Friday, 16 October 2009 00:00
Mark Olds, a radio executive in New York, Chicago, Philadelphia, Cleveland and St. Louis, died on Oct. 8, 2009 at North Shore University Hospital, Manhasset, after suffering a stroke on Oct. 4. He was 88 years old and had lived in Port Washington for 41 years.
Mr. Olds had a long career in broadcasting. When he retired in 1982 he was the president of Riverside Broadcasting Company and general manager of the New York radio stations WRVR and WWRL. He had previously served as general manager of WMAQ in Chicago, WINS in New York and KATZ in St. Louis. He also served as program director of WNEW in New York, KYW in Philadelphia and KYW in Cleveland.
He got his start in radio as an announcer in Philadelphia (WIP and WCAU), WSA in Rochester, KOLO in Reno and WNLC in New London. He advised aspiring broadcasters to begin in small markets, get experience, and then move up. He compared broadcasting to baseball, making the point that advancement usually means moving to a different city. He gave Phil Donahue his start in broadcasting when he hired him as a summer relief radio announcer in Cleveland, and when he saw Donahue a few years ago in the “green room,” Donahue acknowledged Mark’s role in his own career.
Mark served as a captain in the U.S. Army in the European theater during the Battle of the Bulge, and was awarded a Purple Heart for injuries sustained there, along with five campaign ribbons. He worked in the Signal Corps Intelligence Division, which intercepted and decoded German bulletins. He also served in Nancy, France, where he was charged with finding high ground to access enemy broadcasts and also finding quarters for his troops. He often repeated his recollection of encountering General George Patton, who took then Lieutenant Olds’ name to cite him for driving his jeep on the left-hand side of the road to pass the Third Army’s military convoy. Nothing ever came of the incident except a favorite memory.
The letter he wrote to his parents about the liberation of Dachau concentration camp was published in the book Lines of Battle: Letters from American Servicemen, 1941-1945, edited by Annette Tapert (Times Books, 1987). He was interviewed as a liberator by the Survivors of the Shoah Visual History Foundation and as a WWII veteran by the Museum of Jewish Heritage G.I. Oral History Project.
He graduated cum laude from Brooklyn College, with a B.A. in speech and music, and after WWII, went to school under the G.I. Bill and studied broadcasting at New York University. Later he completed broadcasting courses at Harvard University.

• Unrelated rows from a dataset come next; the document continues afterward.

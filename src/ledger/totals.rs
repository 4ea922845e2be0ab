use rust_decimal::Decimal;
use serde::Serialize;

use crate::domain::{Debt, DebtDirection, Transaction, TransactionKind};

// Stored blobs may be edited by hand, so sums saturate at the Decimal range
// instead of panicking.
fn saturating_sum(amounts: impl Iterator<Item = Decimal>) -> Decimal {
    amounts.fold(Decimal::ZERO, Decimal::saturating_add)
}

fn sum_kind(transactions: &[Transaction], kind: TransactionKind) -> Decimal {
    saturating_sum(
        transactions
            .iter()
            .filter(|txn| txn.kind == kind)
            .map(|txn| txn.amount),
    )
}

fn sum_pending(debts: &[Debt], direction: DebtDirection) -> Decimal {
    saturating_sum(
        debts
            .iter()
            .filter(|debt| debt.direction == direction && debt.is_pending())
            .map(|debt| debt.amount),
    )
}

pub fn total_income(transactions: &[Transaction]) -> Decimal {
    sum_kind(transactions, TransactionKind::Income)
}

pub fn total_expense(transactions: &[Transaction]) -> Decimal {
    sum_kind(transactions, TransactionKind::Expense)
}

/// Income minus expense; negative when spending exceeds income.
pub fn balance(transactions: &[Transaction]) -> Decimal {
    total_income(transactions).saturating_sub(total_expense(transactions))
}

/// Pending amounts other people owe the user.
pub fn total_receivable(debts: &[Debt]) -> Decimal {
    sum_pending(debts, DebtDirection::TheyOweMe)
}

/// Pending amounts the user owes other people.
pub fn total_payable(debts: &[Debt]) -> Decimal {
    sum_pending(debts, DebtDirection::IOweThem)
}

/// Debts still outstanding, in collection order.
pub fn pending_debts(debts: &[Debt]) -> Vec<&Debt> {
    debts.iter().filter(|debt| debt.is_pending()).collect()
}

/// The five dashboard figures.
#[derive(Debug, Clone, Copy, PartialEq, Eq, Default, Serialize)]
#[serde(rename_all = "camelCase")]
pub struct LedgerTotals {
    pub total_income: Decimal,
    pub total_expense: Decimal,
    pub balance: Decimal,
    pub total_receivable: Decimal,
    pub total_payable: Decimal,
}

impl LedgerTotals {
    pub fn compute(transactions: &[Transaction], debts: &[Debt]) -> Self {
        let total_income = total_income(transactions);
        let total_expense = total_expense(transactions);
        Self {
            total_income,
            total_expense,
            balance: total_income.saturating_sub(total_expense),
            total_receivable: total_receivable(debts),
            total_payable: total_payable(debts),
        }
    }
}

/// One bar group of the income/expense overview chart.
#[derive(Debug, Clone, PartialEq, Eq, Serialize)]
#[serde(rename_all = "PascalCase")]
pub struct ChartPoint {
    #[serde(rename = "name")]
    pub name: String,
    pub income: Decimal,
    pub expense: Decimal,
}

/// Series rendered by the dashboard chart: a single `Summary` group.
pub fn overview_series(transactions: &[Transaction]) -> Vec<ChartPoint> {
    vec![ChartPoint {
        name: "Summary".into(),
        income: total_income(transactions),
        expense: total_expense(transactions),
    }]
}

From 1984 to 1991 as an adjunct professor at Fordham University he taught courses in broadcast management, American broadcasting, and morals and ethics. During this time he wrote and published several articles.
His survivors include his wife of over 53 years, Sally Wendkos Olds; his daughters, Nancy Olds, Jennifer Moebus and Dorri Olds; and five grandchildren, Stefan, Maika and Lisa Moebus, Anna Hollembeak and Nina Rose Olds. The family requests that anyone wanting to honor his memory should make a contribution to a charity of their choice.